*TASK TO CARRY OUT*
The records below must be transcribed precisely and in full.

[RECORDS SUPPLIED — start]

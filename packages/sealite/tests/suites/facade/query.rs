use migration::entities::{todos, Todos};
use migration::sea_orm::{ColumnTrait, DbBackend, QueryFilter, QueryOrder, Statement};
use sealite::QueryBuildable;
use test_support::{new_todo, todo_batch};

use crate::common::todo_facade;

#[tokio::test]
async fn test_fetch_with_filter() -> Result<(), Box<dyn std::error::Error>> {
    let facade = todo_facade(2).await?;
    facade.save_batch(todo_batch("Todo", 5), 5).await?;
    facade.save(new_todo("needle", &["found"])).await?;

    let found = facade
        .fetch(facade.query::<Todos>().filter(todos::Column::Title.eq("needle")))
        .await?;
    assert_eq!(found.len(), 1);
    assert_eq!(found[0].some_list.0, vec!["found".to_string()]);

    let ordered = facade
        .fetch(
            facade
                .query::<Todos>()
                .filter(todos::Column::Title.starts_with("Todo"))
                .order_by_desc(todos::Column::Title),
        )
        .await?;
    let titles: Vec<&str> = ordered.iter().map(|t| t.title.as_str()).collect();
    assert_eq!(titles, vec!["Todo #4", "Todo #3", "Todo #2", "Todo #1", "Todo #0"]);

    facade.shutdown().await;
    Ok(())
}

#[tokio::test]
async fn test_fetch_one_without_match() -> Result<(), Box<dyn std::error::Error>> {
    let facade = todo_facade(1).await?;
    facade.save(new_todo("present", &[])).await?;

    let missing = facade
        .fetch_one(facade.query::<Todos>().filter(todos::Column::Title.eq("absent")))
        .await?;
    assert!(missing.is_none());

    let present = facade
        .fetch_one(facade.query::<Todos>().filter(todos::Column::Title.eq("present")))
        .await?;
    assert_eq!(present.map(|t| t.title), Some("present".to_string()));

    facade.shutdown().await;
    Ok(())
}

#[tokio::test]
async fn test_count_matches_saved_rows() -> Result<(), Box<dyn std::error::Error>> {
    let facade = todo_facade(3).await?;
    assert_eq!(facade.count(facade.query::<Todos>()).await?, 0);

    facade.save_batch(todo_batch("counted", 17), 4).await?;
    assert_eq!(facade.count(facade.query::<Todos>()).await?, 17);
    assert_eq!(
        facade
            .count(facade.query::<Todos>().filter(todos::Column::Title.eq("counted #3")))
            .await?,
        1
    );

    facade.shutdown().await;
    Ok(())
}

#[tokio::test]
async fn test_execute_raw_statement() -> Result<(), Box<dyn std::error::Error>> {
    let facade = todo_facade(2).await?;
    facade.save_batch(todo_batch("raw", 6), 3).await?;

    let removed = facade
        .execute(Statement::from_sql_and_values(
            DbBackend::Sqlite,
            "DELETE FROM todos WHERE title IN (?, ?)",
            ["raw #0".into(), "raw #5".into()],
        ))
        .await?;
    assert_eq!(removed, 2);
    assert_eq!(facade.count(facade.query::<Todos>()).await?, 4);

    facade.shutdown().await;
    Ok(())
}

[RECORDS SUPPLIED — finish]

*RESULT BELOW*
filename packages/sealite/tests/suites/facade/query.rs
use migration::entities::{todos, Todos};
use migration::sea_orm::{ColumnTrait, DbBackend, QueryFilter, QueryOrder, Statement};
use sealite::QueryBuildable;
use test_support::{new_todo, todo_batch};

use crate::common::todo_facade;

#[tokio::test]
async fn test_fetch_with_filter() -> Result<(), Box<dyn std::error::Error>> {
    let facade = todo_facade(2).await?;
    facade.save_batch(todo_batch("Todo", 5), 5).await?;
    facade.save(new_todo("needle", &["found"])).await?;

    let found = facade
        .fetch(facade.query::<Todos>().filter(todos::Column::Title.eq("needle")))
        .await?;
    assert_eq!(found.len(), 1);
    assert_eq!(found[0].some_list.0, vec!["found".to_string()]);

    let ordered = facade
        .fetch(
            facade
                .query::<Todos>()
                .filter(todos::Column::Title.starts_with("Todo"))
                .order_by_desc(todos::Column::Title),
        )
        .await?;
    let titles: Vec<&str> = ordered.iter().map(|t| t.title.as_str()).collect();
    assert_eq!(titles, vec!["Todo #4", "Todo #3", "Todo #2", "Todo #1", "Todo #0"]);

    facade.shutdown().await;
    Ok(())
}

#[tokio::test]
async fn test_fetch_one_without_match() -> Result<(), Box<dyn std::error::Error>> {
    let facade = todo_facade(1).await?;
    facade.save(new_todo("present", &[])).await?;

    let missing = facade
        .fetch_one(facade.query::<Todos>().filter(todos::Column::Title.eq("absent")))
        .await?;
    assert!(missing.is_none());

    let present = facade
        .fetch_one(facade.query::<Todos>().filter(todos::Column::Title.eq("present")))
        .await?;
    assert_eq!(present.map(|t| t.title), Some("present".to_string()));

    facade.shutdown().await;
    Ok(())
}

#[tokio::test]
async fn test_count_matches_saved_rows() -> Result<(), Box<dyn std::error::Error>> {
    let facade = todo_facade(3).await?;
    assert_eq!(facade.count(facade.query::<Todos>()).await?, 0);

    facade.save_batch(todo_batch("counted", 17), 4).await?;
    assert_eq!(facade.count(facade.query::<Todos>()).await?, 17);
    assert_eq!(
        facade
            .count(facade.query::<Todos>().filter(todos::Column::Title.eq("counted #3")))
            .await?,
        1
    );

    facade.shutdown().await;
    Ok(())
}

#[tokio::test]
async fn test_execute_raw_statement() -> Result<(), Box<dyn std::error::Error>> {
    let facade = todo_facade(2).await?;
    facade.save_batch(todo_batch("raw", 6), 3).await?;

    let removed = facade
        .execute(Statement::from_sql_and_values(
            DbBackend::Sqlite,
            "DELETE FROM todos WHERE title IN (?, ?)",
            ["raw #0".into(), "raw #5".into()],
        ))
        .await?;
    assert_eq!(removed, 2);
    assert_eq!(facade.count(facade.query::<Todos>()).await?, 4);

    facade.shutdown().await;
    Ok(())
}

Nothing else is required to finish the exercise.